Records to use:

^^^^^^^^^^^^^^^^

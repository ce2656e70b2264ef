//! Input selector definition
//!
//! A switch request writes the input adjuster. The board answers that write
//! with a frame of its own, which is discarded (or waited out). Then a fixed
//! number of version queries follow, one at a time. Only the answer to the
//! first query decides: any classification byte other than "unchanged"
//! means the board switched. The remaining queries drain responses the
//! board queued meanwhile.

use serde::{Deserialize, Serialize};

use dmlink_protocol::messages::is_unchanged;
use dmlink_protocol::Command;

use super::events::{SelectEvent, SelectOutcome, SelectStep};
use crate::config::InputSelectConfig;

/// Video inputs of the DM board
#[derive(Debug, Clone, Copy, PartialEq, Eq, Serialize, Deserialize)]
#[cfg_attr(feature = "defmt", derive(defmt::Format))]
pub enum InputSource {
    Hdmi,
    DisplayPort,
}

impl InputSource {
    /// The source a toggle switches to
    pub fn other(self) -> Self {
        match self {
            InputSource::Hdmi => InputSource::DisplayPort,
            InputSource::DisplayPort => InputSource::Hdmi,
        }
    }
}

/// Selector states
#[derive(Debug, Clone, Copy, PartialEq, Eq)]
#[cfg_attr(feature = "defmt", derive(defmt::Format))]
pub enum SelectState {
    /// No switch pending
    Idle,
    /// Adjuster written, waiting for the board to answer the write
    AwaitingAck { target: InputSource },
    /// Collecting answers to the version queries
    Confirming {
        target: InputSource,
        answered: u8,
        switched: bool,
    },
}

/// Tracks the selected input and confirms switch requests
#[derive(Debug, Clone)]
pub struct InputSelector {
    config: InputSelectConfig,
    current: InputSource,
    state: SelectState,
}

impl InputSelector {
    pub fn new(config: InputSelectConfig) -> Self {
        Self {
            current: config.initial,
            config,
            state: SelectState::Idle,
        }
    }

    /// Source the board is believed to be on
    pub fn current(&self) -> InputSource {
        self.current
    }

    pub fn state(&self) -> SelectState {
        self.state
    }

    pub fn is_busy(&self) -> bool {
        !matches!(self.state, SelectState::Idle)
    }

    /// Start switching to the other source
    ///
    /// Returns the adjuster write to send. The first version query is
    /// requested through [`SelectStep::Query`] once the write has been
    /// answered or has timed out. Returns `None` while a switch is still
    /// in progress.
    pub fn request_toggle(&mut self) -> Option<Command> {
        if self.is_busy() {
            return None;
        }

        let target = self.current.other();
        self.state = SelectState::AwaitingAck { target };

        Some(Command::SetAdjuster {
            adjuster: self.config.adjuster,
            value: self.config.code_for(target),
        })
    }

    /// Feed the answer (or lack of one) to the last command sent
    pub fn handle(&mut self, event: SelectEvent) -> SelectStep {
        match self.state {
            SelectState::Idle => SelectStep::Ignored,
            SelectState::AwaitingAck { target } => {
                // The write's own answer says nothing about the switch
                self.state = SelectState::Confirming {
                    target,
                    answered: 0,
                    switched: false,
                };
                SelectStep::Query
            }
            SelectState::Confirming {
                target,
                answered,
                switched,
            } => self.confirm(target, answered, switched, event),
        }
    }

    fn confirm(
        &mut self,
        target: InputSource,
        answered: u8,
        switched: bool,
        event: SelectEvent,
    ) -> SelectStep {
        let reports_change = match event {
            SelectEvent::Response(kind) => !is_unchanged(kind),
            SelectEvent::NoResponse => false,
        };

        let answered = answered.saturating_add(1);
        let switched = if answered == 1 { reports_change } else { switched };

        if answered < self.config.confirm_attempts.max(1) {
            self.state = SelectState::Confirming {
                target,
                answered,
                switched,
            };
            return SelectStep::Query;
        }

        self.state = SelectState::Idle;
        if switched {
            self.current = target;
            SelectStep::Done(SelectOutcome::Switched(target))
        } else {
            SelectStep::Done(SelectOutcome::Unchanged(self.current))
        }
    }
}
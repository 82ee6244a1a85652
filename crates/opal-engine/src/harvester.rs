//! Token harvester: the producer side of the engine.
//!
//! One sequential loop that rotates through the credential list, performs
//! one browser login at a time, and deposits every harvested token into
//! the shared pool. Runs until the stop signal is raised.

use std::sync::Arc;

use tracing::{info, warn};

use opal_models::{Credential, RotationCheckpoint, TokenEntry};
use opal_pool::{CheckpointStore, TokenPool};

use crate::config::EngineConfig;
use crate::report::StatusSink;
use crate::retry::{retry_async_if, RetryConfig};
use crate::session::LoginProvider;
use crate::signal::StopSignal;

/// The harvester loop.
///
/// Per-account login failures are non-fatal: they are logged and the
/// rotation continues, the account gets retried on its next turn. The
/// rotation index is persisted *before* each attempt, so a crash
/// mid-login advances past the poisoned account instead of replaying it
/// forever (at the cost of possibly skipping one account's result).
pub struct Harvester {
    credentials: Arc<Vec<Credential>>,
    pool: Arc<TokenPool>,
    checkpoint: Arc<dyn CheckpointStore>,
    login: Arc<dyn LoginProvider>,
    sink: Arc<dyn StatusSink>,
    config: EngineConfig,
    stop: StopSignal,
}

impl Harvester {
    #[allow(clippy::too_many_arguments)]
    pub fn new(
        credentials: Arc<Vec<Credential>>,
        pool: Arc<TokenPool>,
        checkpoint: Arc<dyn CheckpointStore>,
        login: Arc<dyn LoginProvider>,
        sink: Arc<dyn StatusSink>,
        config: EngineConfig,
        stop: StopSignal,
    ) -> Self {
        Self {
            credentials,
            pool,
            checkpoint,
            login,
            sink,
            config,
            stop,
        }
    }

    /// Run the rotation until the stop signal is raised.
    ///
    /// The signal is checked at the top of each iteration: an in-flight
    /// login always completes (token deposited or failure logged) before
    /// the loop exits.
    pub async fn run(self) {
        let count = self.credentials.len();
        if count == 0 {
            warn!("harvester started with no credentials, exiting");
            return;
        }

        let stored = match self.checkpoint.load() {
            Ok(cp) => cp.unwrap_or_default(),
            Err(e) => {
                warn!("failed to load rotation checkpoint, starting from 0: {e}");
                RotationCheckpoint::default()
            }
        };
        let start = stored.start_index(count);
        if stored.last_account_index != start {
            warn!(
                stored = stored.last_account_index,
                accounts = count,
                "rotation checkpoint out of range for credential list, reset to 0"
            );
        }
        info!(start, accounts = count, "harvester rotation starting");

        let mut i = 0usize;
        while !self.stop.is_stopped() {
            let current = (start + i) % count;
            let next = (current + 1) % count;

            // Advance-before-attempt: persist the next index before the
            // login so a crash during this iteration cannot replay it.
            if let Err(e) = self.checkpoint.save(&RotationCheckpoint::new(next)) {
                warn!("failed to save rotation checkpoint: {e}");
            }

            self.harvest(&self.credentials[current]).await;

            // Settle delay lets OS-level profile locks clear before the
            // next session opens.
            tokio::time::sleep(self.config.settle_delay).await;
            i += 1;
        }

        info!("harvester stopped");
    }

    /// Attempt one login and deposit the harvested token.
    async fn harvest(&self, credential: &Credential) {
        let retry = RetryConfig::new(format!("open session for {credential}"))
            .with_max_retries(self.config.session_retry_attempts)
            .with_delay(self.config.session_retry_delay);

        let session = retry_async_if(
            &retry,
            || self.login.open_session(credential),
            |e| e.is_retryable(),
        )
        .await;

        let mut session = match session {
            Ok(session) => session,
            Err(e) => {
                warn!(account = %credential, "could not open login session: {e}");
                self.sink.log(&format!("login session for {credential} failed: {e}"));
                return;
            }
        };

        match session.login().await {
            Ok(token) => {
                info!(account = %credential, "token harvested");
                self.sink.log(&format!("harvested token for {credential}"));
                self.pool.deposit(TokenEntry::new(&credential.email, token));
            }
            Err(e) => {
                warn!(account = %credential, "login failed: {e}");
                self.sink.log(&format!("login for {credential} failed: {e}"));
            }
        }

        // Teardown is unconditional, success or failure.
        session.close().await;
    }
}
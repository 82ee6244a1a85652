//! Generation worker: the consumer side of the engine.

use std::sync::Arc;

use tracing::{info, warn};

use opal_models::{GenerationJob, GenerationSettings, JobStatus};
use opal_pool::{JobQueue, TokenPool};

use crate::error::GenerateErrorKind;
use crate::generate::Generator;
use crate::report::StatusSink;
use crate::signal::StopSignal;

/// One of N concurrent generation workers.
///
/// Drains the job queue using tokens from the pool. Token death is
/// inferred from the classified generation failure, not from a separate
/// health check: the API gives no independent liveness signal. A dead
/// token is dropped on the floor; the credential produces a fresh one on
/// the harvester's next rotation turn.
pub struct GeneratorWorker {
    name: String,
    pool: Arc<TokenPool>,
    queue: Arc<JobQueue>,
    generator: Arc<dyn Generator>,
    settings: Arc<GenerationSettings>,
    sink: Arc<dyn StatusSink>,
    stop: StopSignal,
    max_attempts: u32,
}

impl GeneratorWorker {
    #[allow(clippy::too_many_arguments)]
    pub fn new(
        name: impl Into<String>,
        pool: Arc<TokenPool>,
        queue: Arc<JobQueue>,
        generator: Arc<dyn Generator>,
        settings: Arc<GenerationSettings>,
        sink: Arc<dyn StatusSink>,
        stop: StopSignal,
        max_attempts: u32,
    ) -> Self {
        Self {
            name: name.into(),
            pool,
            queue,
            generator,
            settings,
            sink,
            stop,
            max_attempts,
        }
    }

    /// Run until the queue is drained or the stop signal is raised.
    pub async fn run(self) {
        loop {
            if self.stop.is_stopped() {
                info!(worker = %self.name, "stop signal observed, worker exiting");
                return;
            }
            if self.queue.is_empty().await {
                info!(worker = %self.name, "queue drained, worker exiting");
                return;
            }

            if !self.pool.has_tokens() {
                self.sink.log(&format!("{} waiting for a token", self.name));
            }

            // Primary suspension point. A stop raised while parked here
            // unblocks the worker; the dropped acquire hands any raced
            // deposit back to the pool.
            let token = tokio::select! {
                biased;
                _ = self.stop.stopped() => {
                    info!(worker = %self.name, "stopped while waiting for a token");
                    return;
                }
                token = self.pool.acquire() => token,
            };

            // Another worker may have drained the queue while this one
            // was parked on the pool.
            let Some(mut job) = self.queue.pop_front().await else {
                self.pool.deposit(token);
                info!(worker = %self.name, "queue drained while waiting, worker exiting");
                return;
            };

            job.status = JobStatus::Processing;
            self.sink.job_status(job.index, JobStatus::Processing);
            info!(worker = %self.name, job_index = job.index, account = %token.email, "generating");

            match self.generator.generate(&token, &job, &self.settings).await {
                Ok(video) => {
                    job.status = JobStatus::Success;
                    self.sink.job_status(job.index, JobStatus::Success);
                    info!(
                        worker = %self.name,
                        job_index = job.index,
                        path = %video.path.display(),
                        "generation succeeded"
                    );
                    // Token assumed still valid, back into circulation.
                    self.pool.deposit(token);
                }
                Err(err) if err.kind == GenerateErrorKind::UserStopped => {
                    // Propagate the stop: job back to the front untouched,
                    // token back to the pool, worker terminates.
                    warn!(worker = %self.name, job_index = job.index, "generation stopped: {err}");
                    job.status = JobStatus::Pending;
                    self.sink.job_status(job.index, JobStatus::Pending);
                    self.queue.requeue_front(job).await;
                    self.pool.deposit(token);
                    return;
                }
                Err(err) if err.is_token_dead() => {
                    warn!(
                        worker = %self.name,
                        job_index = job.index,
                        account = %token.email,
                        "token classified dead, discarding: {err}"
                    );
                    self.sink
                        .log(&format!("token for {} discarded ({err})", token.email));
                    self.finish_failed_attempt(job, &err.to_string()).await;
                    // Token dropped here: dead tokens never return to the
                    // pool, the harvester replaces them next rotation.
                }
                Err(err) => {
                    warn!(
                        worker = %self.name,
                        job_index = job.index,
                        "transient generation failure: {err}"
                    );
                    self.finish_failed_attempt(job, &err.to_string()).await;
                    self.pool.deposit(token);
                }
            }
        }
    }

    /// Count the attempt, then requeue at the front or fail terminally.
    async fn finish_failed_attempt(&self, mut job: GenerationJob, error: &str) {
        job.record_attempt();
        if job.can_retry(self.max_attempts) {
            job.status = JobStatus::Waiting;
            self.sink.job_status(job.index, JobStatus::Waiting);
            self.queue.requeue_front(job).await;
        } else {
            job.status = JobStatus::Failed;
            warn!(
                job_index = job.index,
                attempts = job.attempts,
                "attempt ceiling reached, job failed: {error}"
            );
            self.sink.job_status(job.index, JobStatus::Failed);
        }
    }
}
//! Shared data models for the Opalgen generation engine.
//!
//! This crate provides Serde-serializable types for:
//! - Login credentials and harvested token entries
//! - Generation jobs and their status lifecycle
//! - Generation settings passed through to the API collaborator
//! - The rotation checkpoint used for resumable account rotation

pub mod batch;
pub mod credential;
pub mod job;
pub mod settings;
pub mod token;

// Re-export common types
pub use batch::BatchId;
pub use credential::Credential;
pub use job::{GenerationJob, JobStatus};
pub use settings::{AspectRatio, GenerationSettings};
pub use token::{RotationCheckpoint, TokenEntry};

^^^^^^^^^^^^^^^^

Task: If a line in the listing contains the string "board", copy it.

Your solution:
//! A switch request writes the input adjuster. The board answers that write
//! means the board switched. The remaining queries drain responses the
//! board queued meanwhile.
/// Video inputs of the DM board
    /// Adjuster written, waiting for the board to answer the write
    /// Source the board is believed to be on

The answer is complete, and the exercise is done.